Content starts

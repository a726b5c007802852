//! Process-wide logging setup.
//!
//! Installs a `tracing` subscriber and bridges `log` records into it, so
//! modules can use either facade. `RUST_LOG` takes precedence over the
//! configured level.

use thiserror::Error;
use tracing_subscriber::layer::SubscriberExt;
use tracing_subscriber::{fmt, EnvFilter};

use crate::config::{LogFormat, LoggingConfig};

#[derive(Error, Debug)]
pub enum LoggingError {
    #[error("A global tracing subscriber is already installed: {0}")]
    Subscriber(#[from] tracing::subscriber::SetGlobalDefaultError),

    #[error("Failed to bridge log records into tracing: {0}")]
    LogBridge(#[from] tracing_log::log::SetLoggerError),
}

/// Installs the global subscriber. Fails if one is already installed.
pub fn init_logging(config: &LoggingConfig) -> Result<(), LoggingError> {
    let filter = build_filter(&config.level);

    let (pretty, json) = match config.format {
        LogFormat::Pretty => (Some(fmt::layer().with_target(true)), None),
        LogFormat::Json => (None, Some(fmt::layer().json().with_current_span(true))),
    };

    let subscriber = tracing_subscriber::registry()
        .with(filter)
        .with(pretty)
        .with(json);

    tracing::subscriber::set_global_default(subscriber)?;
    tracing_log::LogTracer::init()?;
    Ok(())
}

fn build_filter(level: &str) -> EnvFilter {
    EnvFilter::try_from_default_env()
        .or_else(|_| EnvFilter::try_new(level))
        .unwrap_or_else(|_| EnvFilter::new("info"))
}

Content ends

PROBLEM REQUIREMENTS: The expected output is exactly the lines of the listing above between the line holding "pub fn init_logging(config: &LoggingConfig)" and the line holding "let subscriber = tracing_subscriber::registry()", inclusive.

ANSWER BOX:
pub fn init_logging(config: &LoggingConfig) -> Result<(), LoggingError> {
    let filter = build_filter(&config.level);

    let (pretty, json) = match config.format {
        LogFormat::Pretty => (Some(fmt::layer().with_target(true)), None),
        LogFormat::Json => (None, Some(fmt::layer().json().with_current_span(true))),
    };

    let subscriber = tracing_subscriber::registry()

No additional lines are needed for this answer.